**ABOUT THIS TASK**
Every line below that holds the string "OperationResult" should be copied.

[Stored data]
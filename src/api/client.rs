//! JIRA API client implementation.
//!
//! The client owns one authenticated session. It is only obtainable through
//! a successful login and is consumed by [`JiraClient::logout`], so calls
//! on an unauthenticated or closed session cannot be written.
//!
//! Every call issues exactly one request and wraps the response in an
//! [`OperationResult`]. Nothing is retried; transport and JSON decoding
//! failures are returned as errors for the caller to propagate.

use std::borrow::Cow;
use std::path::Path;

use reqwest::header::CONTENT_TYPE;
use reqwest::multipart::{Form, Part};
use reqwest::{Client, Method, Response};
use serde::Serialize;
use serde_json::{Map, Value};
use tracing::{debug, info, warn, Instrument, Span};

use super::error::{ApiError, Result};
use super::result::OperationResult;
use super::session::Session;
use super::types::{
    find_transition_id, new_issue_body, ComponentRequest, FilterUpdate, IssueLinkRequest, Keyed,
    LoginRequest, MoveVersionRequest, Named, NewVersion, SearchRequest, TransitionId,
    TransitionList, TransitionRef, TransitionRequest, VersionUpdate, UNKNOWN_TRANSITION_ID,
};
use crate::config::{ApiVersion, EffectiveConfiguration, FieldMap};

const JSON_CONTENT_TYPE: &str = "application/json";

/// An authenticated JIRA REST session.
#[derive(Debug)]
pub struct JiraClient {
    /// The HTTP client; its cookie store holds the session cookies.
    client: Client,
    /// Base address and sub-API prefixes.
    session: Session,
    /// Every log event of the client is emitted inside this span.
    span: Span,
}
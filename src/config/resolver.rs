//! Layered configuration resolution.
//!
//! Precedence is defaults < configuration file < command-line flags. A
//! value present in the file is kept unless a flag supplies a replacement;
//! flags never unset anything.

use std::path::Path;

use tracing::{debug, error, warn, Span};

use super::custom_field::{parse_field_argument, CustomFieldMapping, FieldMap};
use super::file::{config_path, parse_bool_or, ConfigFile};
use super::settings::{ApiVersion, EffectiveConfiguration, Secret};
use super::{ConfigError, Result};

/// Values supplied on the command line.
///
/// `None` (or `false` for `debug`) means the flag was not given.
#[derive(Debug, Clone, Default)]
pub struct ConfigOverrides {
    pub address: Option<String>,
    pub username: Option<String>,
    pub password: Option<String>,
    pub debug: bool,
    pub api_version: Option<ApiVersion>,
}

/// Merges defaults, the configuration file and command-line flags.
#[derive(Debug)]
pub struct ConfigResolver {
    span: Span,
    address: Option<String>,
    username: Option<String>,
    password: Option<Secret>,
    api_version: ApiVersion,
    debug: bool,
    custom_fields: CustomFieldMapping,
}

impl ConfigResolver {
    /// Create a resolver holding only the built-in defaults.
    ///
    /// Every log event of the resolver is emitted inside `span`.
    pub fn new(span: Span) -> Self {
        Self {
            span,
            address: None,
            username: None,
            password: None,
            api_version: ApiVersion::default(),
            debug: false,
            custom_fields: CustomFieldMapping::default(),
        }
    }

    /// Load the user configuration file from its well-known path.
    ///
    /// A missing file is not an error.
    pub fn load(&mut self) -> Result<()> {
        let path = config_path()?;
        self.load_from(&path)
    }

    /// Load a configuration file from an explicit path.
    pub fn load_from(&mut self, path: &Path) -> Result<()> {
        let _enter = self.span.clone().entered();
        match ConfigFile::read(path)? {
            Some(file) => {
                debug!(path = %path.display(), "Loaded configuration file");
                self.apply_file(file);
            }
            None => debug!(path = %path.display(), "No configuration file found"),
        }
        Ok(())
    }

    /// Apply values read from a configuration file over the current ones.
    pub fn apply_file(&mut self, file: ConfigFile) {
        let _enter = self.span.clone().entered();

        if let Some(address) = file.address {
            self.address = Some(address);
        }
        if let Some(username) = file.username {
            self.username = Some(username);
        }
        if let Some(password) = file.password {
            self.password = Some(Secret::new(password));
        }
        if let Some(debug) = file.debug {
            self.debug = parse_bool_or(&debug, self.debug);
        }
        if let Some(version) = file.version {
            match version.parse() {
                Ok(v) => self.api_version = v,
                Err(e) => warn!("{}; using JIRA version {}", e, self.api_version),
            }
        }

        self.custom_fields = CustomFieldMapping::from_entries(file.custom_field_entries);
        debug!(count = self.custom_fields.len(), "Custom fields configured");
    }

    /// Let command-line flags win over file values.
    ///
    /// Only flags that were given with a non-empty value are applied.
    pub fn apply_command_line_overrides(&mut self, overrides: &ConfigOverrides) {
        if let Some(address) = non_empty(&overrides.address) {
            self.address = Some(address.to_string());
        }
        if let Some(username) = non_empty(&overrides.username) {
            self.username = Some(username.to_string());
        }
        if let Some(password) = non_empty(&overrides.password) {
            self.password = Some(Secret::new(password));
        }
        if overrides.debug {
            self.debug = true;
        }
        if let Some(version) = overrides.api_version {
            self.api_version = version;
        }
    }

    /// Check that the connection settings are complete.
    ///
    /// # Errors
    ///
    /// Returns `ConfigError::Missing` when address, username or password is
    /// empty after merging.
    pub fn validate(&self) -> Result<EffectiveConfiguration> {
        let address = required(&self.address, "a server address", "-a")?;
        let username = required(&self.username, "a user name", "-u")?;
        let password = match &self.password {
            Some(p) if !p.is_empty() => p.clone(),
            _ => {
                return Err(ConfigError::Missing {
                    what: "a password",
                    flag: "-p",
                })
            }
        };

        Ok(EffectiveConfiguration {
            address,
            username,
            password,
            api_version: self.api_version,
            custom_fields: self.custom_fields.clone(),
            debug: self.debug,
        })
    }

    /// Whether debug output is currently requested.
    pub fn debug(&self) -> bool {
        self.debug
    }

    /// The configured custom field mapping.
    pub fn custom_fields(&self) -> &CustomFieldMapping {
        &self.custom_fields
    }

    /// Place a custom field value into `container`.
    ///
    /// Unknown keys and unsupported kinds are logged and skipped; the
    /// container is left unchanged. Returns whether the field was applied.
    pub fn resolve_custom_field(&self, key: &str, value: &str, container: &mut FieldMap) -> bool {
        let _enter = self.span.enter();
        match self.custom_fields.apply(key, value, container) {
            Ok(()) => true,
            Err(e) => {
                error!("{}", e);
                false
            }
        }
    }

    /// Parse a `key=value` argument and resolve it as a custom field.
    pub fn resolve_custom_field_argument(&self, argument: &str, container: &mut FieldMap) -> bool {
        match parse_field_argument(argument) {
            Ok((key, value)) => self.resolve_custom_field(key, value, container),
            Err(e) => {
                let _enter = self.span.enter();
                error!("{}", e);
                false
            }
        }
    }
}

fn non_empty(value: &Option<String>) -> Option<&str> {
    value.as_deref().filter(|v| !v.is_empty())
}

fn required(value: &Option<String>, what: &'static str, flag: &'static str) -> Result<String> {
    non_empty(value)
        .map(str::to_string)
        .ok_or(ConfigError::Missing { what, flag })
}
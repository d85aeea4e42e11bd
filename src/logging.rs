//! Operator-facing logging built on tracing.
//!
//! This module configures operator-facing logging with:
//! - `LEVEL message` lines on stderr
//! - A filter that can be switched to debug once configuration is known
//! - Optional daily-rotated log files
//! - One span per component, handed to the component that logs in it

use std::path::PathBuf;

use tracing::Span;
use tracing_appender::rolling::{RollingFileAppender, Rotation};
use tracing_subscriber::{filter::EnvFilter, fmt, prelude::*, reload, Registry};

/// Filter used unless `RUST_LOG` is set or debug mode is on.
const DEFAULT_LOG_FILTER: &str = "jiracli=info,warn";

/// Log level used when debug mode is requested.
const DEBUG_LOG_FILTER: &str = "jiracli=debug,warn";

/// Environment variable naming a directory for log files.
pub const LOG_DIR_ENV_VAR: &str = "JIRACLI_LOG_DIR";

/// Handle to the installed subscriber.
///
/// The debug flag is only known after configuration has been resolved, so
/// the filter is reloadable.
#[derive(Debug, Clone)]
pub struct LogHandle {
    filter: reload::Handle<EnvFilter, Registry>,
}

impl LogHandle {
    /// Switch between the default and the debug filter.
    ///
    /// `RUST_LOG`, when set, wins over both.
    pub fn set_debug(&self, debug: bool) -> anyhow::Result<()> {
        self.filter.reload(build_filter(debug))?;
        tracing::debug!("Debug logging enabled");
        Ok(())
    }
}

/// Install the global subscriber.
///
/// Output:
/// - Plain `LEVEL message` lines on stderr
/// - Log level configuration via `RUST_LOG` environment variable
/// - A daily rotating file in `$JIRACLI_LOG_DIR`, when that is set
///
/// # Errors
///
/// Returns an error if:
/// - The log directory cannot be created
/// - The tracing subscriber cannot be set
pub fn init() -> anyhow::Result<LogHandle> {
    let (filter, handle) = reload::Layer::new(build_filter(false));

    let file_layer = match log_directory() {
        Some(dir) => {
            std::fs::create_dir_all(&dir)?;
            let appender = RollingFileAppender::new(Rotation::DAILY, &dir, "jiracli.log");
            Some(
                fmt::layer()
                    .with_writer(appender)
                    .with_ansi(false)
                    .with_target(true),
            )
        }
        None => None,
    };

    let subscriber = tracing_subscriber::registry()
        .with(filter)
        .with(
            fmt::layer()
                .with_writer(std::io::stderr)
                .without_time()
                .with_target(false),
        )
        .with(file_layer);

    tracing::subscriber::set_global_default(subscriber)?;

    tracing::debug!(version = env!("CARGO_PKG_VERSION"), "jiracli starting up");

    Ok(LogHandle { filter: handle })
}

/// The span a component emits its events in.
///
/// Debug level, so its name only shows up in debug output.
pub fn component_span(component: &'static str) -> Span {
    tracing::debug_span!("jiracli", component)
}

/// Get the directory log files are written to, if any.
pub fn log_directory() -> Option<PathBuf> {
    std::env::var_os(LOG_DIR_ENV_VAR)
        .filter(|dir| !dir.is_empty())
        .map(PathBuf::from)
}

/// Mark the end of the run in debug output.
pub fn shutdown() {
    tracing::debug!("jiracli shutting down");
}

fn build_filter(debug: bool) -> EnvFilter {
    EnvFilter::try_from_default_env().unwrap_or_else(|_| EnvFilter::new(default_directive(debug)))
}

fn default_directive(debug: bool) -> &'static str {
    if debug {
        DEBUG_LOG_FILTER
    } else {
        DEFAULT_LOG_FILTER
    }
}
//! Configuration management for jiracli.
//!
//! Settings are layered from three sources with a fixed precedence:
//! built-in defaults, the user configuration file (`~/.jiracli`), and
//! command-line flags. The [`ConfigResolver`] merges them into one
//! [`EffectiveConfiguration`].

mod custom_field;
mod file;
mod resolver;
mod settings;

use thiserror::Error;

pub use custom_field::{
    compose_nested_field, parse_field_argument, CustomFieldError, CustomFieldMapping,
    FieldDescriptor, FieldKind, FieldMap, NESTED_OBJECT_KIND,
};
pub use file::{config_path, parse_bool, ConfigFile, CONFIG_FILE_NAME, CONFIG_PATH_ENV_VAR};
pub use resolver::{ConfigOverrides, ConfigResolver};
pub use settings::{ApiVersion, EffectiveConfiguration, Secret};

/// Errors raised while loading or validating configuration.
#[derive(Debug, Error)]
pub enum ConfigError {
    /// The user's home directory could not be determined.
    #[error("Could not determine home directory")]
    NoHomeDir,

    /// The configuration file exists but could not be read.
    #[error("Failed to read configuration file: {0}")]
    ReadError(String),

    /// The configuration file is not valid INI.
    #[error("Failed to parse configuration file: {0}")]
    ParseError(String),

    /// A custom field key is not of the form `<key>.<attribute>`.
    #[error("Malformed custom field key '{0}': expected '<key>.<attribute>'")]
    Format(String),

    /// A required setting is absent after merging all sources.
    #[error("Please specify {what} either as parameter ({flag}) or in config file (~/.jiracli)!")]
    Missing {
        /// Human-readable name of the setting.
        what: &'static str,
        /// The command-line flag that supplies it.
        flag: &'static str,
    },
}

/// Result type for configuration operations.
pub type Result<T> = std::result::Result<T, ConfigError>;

**TASK RESULT**
//! [`OperationResult`]. Nothing is retried; transport and JSON decoding
use super::result::OperationResult;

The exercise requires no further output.